## GIVEN DATA
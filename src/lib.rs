//! Windowed record cursor and dual-store selection reconciliation.
//!
//! Tessella lets an operator browse a huge, remotely stored, key-ordered
//! table one record at a time while an external spatial viewer's
//! highlighted feature set is kept reconciled with the database-computed
//! selection. The crate is a library consumed by a higher UI layer; the
//! relational store, spatial viewer, and UI itself are injected behind
//! the [`store::RelationalStore`], [`spatial::SpatialLayer`], and
//! [`spatial::UiBoundary`] traits.
//!
//! Entry point: build [`config::SessionOptions`] over the adapters and
//! open a [`session::Session`].

#![forbid(unsafe_code)]

pub mod config;
pub mod cursor;
pub mod gate;
pub mod guard;
pub mod key;
pub mod predicate;
pub mod reconcile;
pub mod record;
pub mod selection;
pub mod session;
pub mod spatial;
pub mod store;
pub mod testkit;
pub mod types;

pub use config::SessionOptions;
pub use cursor::{PageWindow, WindowedCursor};
pub use gate::{SessionMode, StructuralGate};
pub use predicate::Predicate;
pub use reconcile::{Counts, Drift, PassOutcome, ReconciliationReport};
pub use record::{Record, Snapshot};
pub use selection::{SelectionBuild, SelectionSet};
pub use session::{NavOutcome, Session, SupersedeHandle};
pub use spatial::{Decision, SpatialFeature, SpatialLayer, SpatialSelection, UiBoundary};
pub use store::{RelationalStore, RetryingStore};
pub use types::{FragmentId, IncidKey, ParentId, Result, TessellaError, Value};
//! Structural-operation gate.
//!
//! Split and merge eligibility is computed purely from the latest
//! reconciliation report and the session mode. The central safety
//! contract: no structural operation is ever eligible under
//! [`Drift::GisExcess`], because mutating with an orphan feature selected
//! would misattribute a foreign feature's geometry.

use crate::reconcile::{Drift, ReconciliationReport};

/// How the session is being used. Replaces the original nullable tri-state
/// mode flags; gating is exhaustive per variant.
#[derive(Copy, Clone, Debug, PartialEq, Eq, Default)]
pub enum SessionMode {
    /// Ordinary one-record-at-a-time editing.
    #[default]
    Normal,
    /// Bulk attribute update across a selection; structural operations are
    /// suspended for the duration.
    BulkUpdate,
    /// Read-only review of the spatial layer.
    SpatialReview,
}

impl SessionMode {
    fn allows_structural(self) -> bool {
        match self {
            SessionMode::Normal => true,
            SessionMode::BulkUpdate => false,
            SessionMode::SpatialReview => false,
        }
    }
}

/// Eligibility predicates over one reconciliation report.
#[derive(Copy, Clone, Debug)]
pub struct StructuralGate<'a> {
    report: &'a ReconciliationReport,
    mode: SessionMode,
}

impl<'a> StructuralGate<'a> {
    /// Builds the gate for the latest report under the given mode.
    pub fn new(report: &'a ReconciliationReport, mode: SessionMode) -> Self {
        Self { report, mode }
    }

    fn drift_ok(&self) -> bool {
        matches!(self.report.drift, Drift::None | Drift::GisShort)
    }

    fn open(&self) -> bool {
        self.mode.allows_structural() && self.drift_ok()
    }

    /// One incid, multiple parents or fragments among its features, and a
    /// genuine subset of its database fragments selected.
    pub fn can_logical_split(&self) -> bool {
        let gis = self.report.gis_actual;
        let db = self.report.db_expected;
        self.open()
            && gis.incids == 1
            && (gis.parent_ids > 1 || gis.fragments > 1)
            && gis.fragments < db.fragments
    }

    /// One incid, one parent, several selected features sharing that
    /// parent (duplicate or overlapping geometry for one fragment).
    pub fn can_physical_split(&self) -> bool {
        let gis = self.report.gis_actual;
        self.open() && gis.incids == 1 && gis.parent_ids == 1 && gis.fragments > 1
    }

    /// Multiple incids selected for merging into one.
    pub fn can_logical_merge(&self) -> bool {
        self.open() && self.report.gis_actual.incids > 1
    }

    /// Multiple fragments under a single parent of a single incid.
    pub fn can_physical_merge(&self) -> bool {
        let gis = self.report.gis_actual;
        self.open() && gis.incids == 1 && gis.parent_ids == 1 && gis.fragments > 1
    }
}

#[cfg(test)]
mod tests {
    use super::{SessionMode, StructuralGate};
    use crate::reconcile::{Counts, Drift, PassOutcome, ReconciliationReport};

    fn report(db: (u64, u64, u64), gis: (u64, u64, u64), drift: Drift) -> ReconciliationReport {
        ReconciliationReport {
            db_expected: Counts {
                incids: db.0,
                parent_ids: db.1,
                fragments: db.2,
            },
            gis_actual: Counts {
                incids: gis.0,
                parent_ids: gis.1,
                fragments: gis.2,
            },
            drift,
            outcome: PassOutcome::DriftWarning,
        }
    }

    #[test]
    fn logical_split_needs_a_genuine_subset() {
        let subset = report((1, 2, 5), (1, 2, 3), Drift::GisShort);
        assert!(StructuralGate::new(&subset, SessionMode::Normal).can_logical_split());

        let whole = report((1, 2, 5), (1, 2, 5), Drift::None);
        assert!(
            !StructuralGate::new(&whole, SessionMode::Normal).can_logical_split(),
            "selecting every fragment is not a split"
        );
    }

    #[test]
    fn physical_split_and_merge_share_the_duplicate_shape() {
        let dup = report((1, 1, 3), (1, 1, 3), Drift::None);
        let gate = StructuralGate::new(&dup, SessionMode::Normal);
        assert!(gate.can_physical_split());
        assert!(gate.can_physical_merge());
    }

    #[test]
    fn logical_merge_needs_multiple_incids() {
        let multi = report((3, 3, 3), (3, 3, 3), Drift::None);
        assert!(StructuralGate::new(&multi, SessionMode::Normal).can_logical_merge());

        let single = report((1, 1, 1), (1, 1, 1), Drift::None);
        assert!(!StructuralGate::new(&single, SessionMode::Normal).can_logical_merge());
    }

    #[test]
    fn gis_excess_closes_every_gate() {
        // Shapes that would otherwise qualify for each operation.
        let candidates = [
            report((1, 2, 5), (1, 2, 3), Drift::GisExcess),
            report((1, 1, 3), (1, 1, 3), Drift::GisExcess),
            report((3, 3, 3), (3, 3, 3), Drift::GisExcess),
            report((1, 1, 2), (1, 1, 6), Drift::GisExcess),
        ];
        for rep in &candidates {
            let gate = StructuralGate::new(rep, SessionMode::Normal);
            assert!(!gate.can_logical_split());
            assert!(!gate.can_physical_split());
            assert!(!gate.can_logical_merge());
            assert!(!gate.can_physical_merge());
        }
    }

    #[test]
    fn non_normal_modes_suspend_structural_operations() {
        let rep = report((3, 3, 3), (3, 3, 3), Drift::None);
        for mode in [SessionMode::BulkUpdate, SessionMode::SpatialReview] {
            let gate = StructuralGate::new(&rep, mode);
            assert!(!gate.can_logical_merge(), "{mode:?} suspends merges");
            assert!(!gate.can_physical_split(), "{mode:?} suspends splits");
        }
    }
}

## EXERCISE OBJECTIVE
Lines from the start of the entries through the one containing "UI layer; the" are to be set down again exactly, both ends included.

## COMPLETED TASK
filename src/lib.rs
//! Windowed record cursor and dual-store selection reconciliation.
//!
//! Tessella lets an operator browse a huge, remotely stored, key-ordered
//! table one record at a time while an external spatial viewer's
//! highlighted feature set is kept reconciled with the database-computed
//! selection. The crate is a library consumed by a higher UI layer; the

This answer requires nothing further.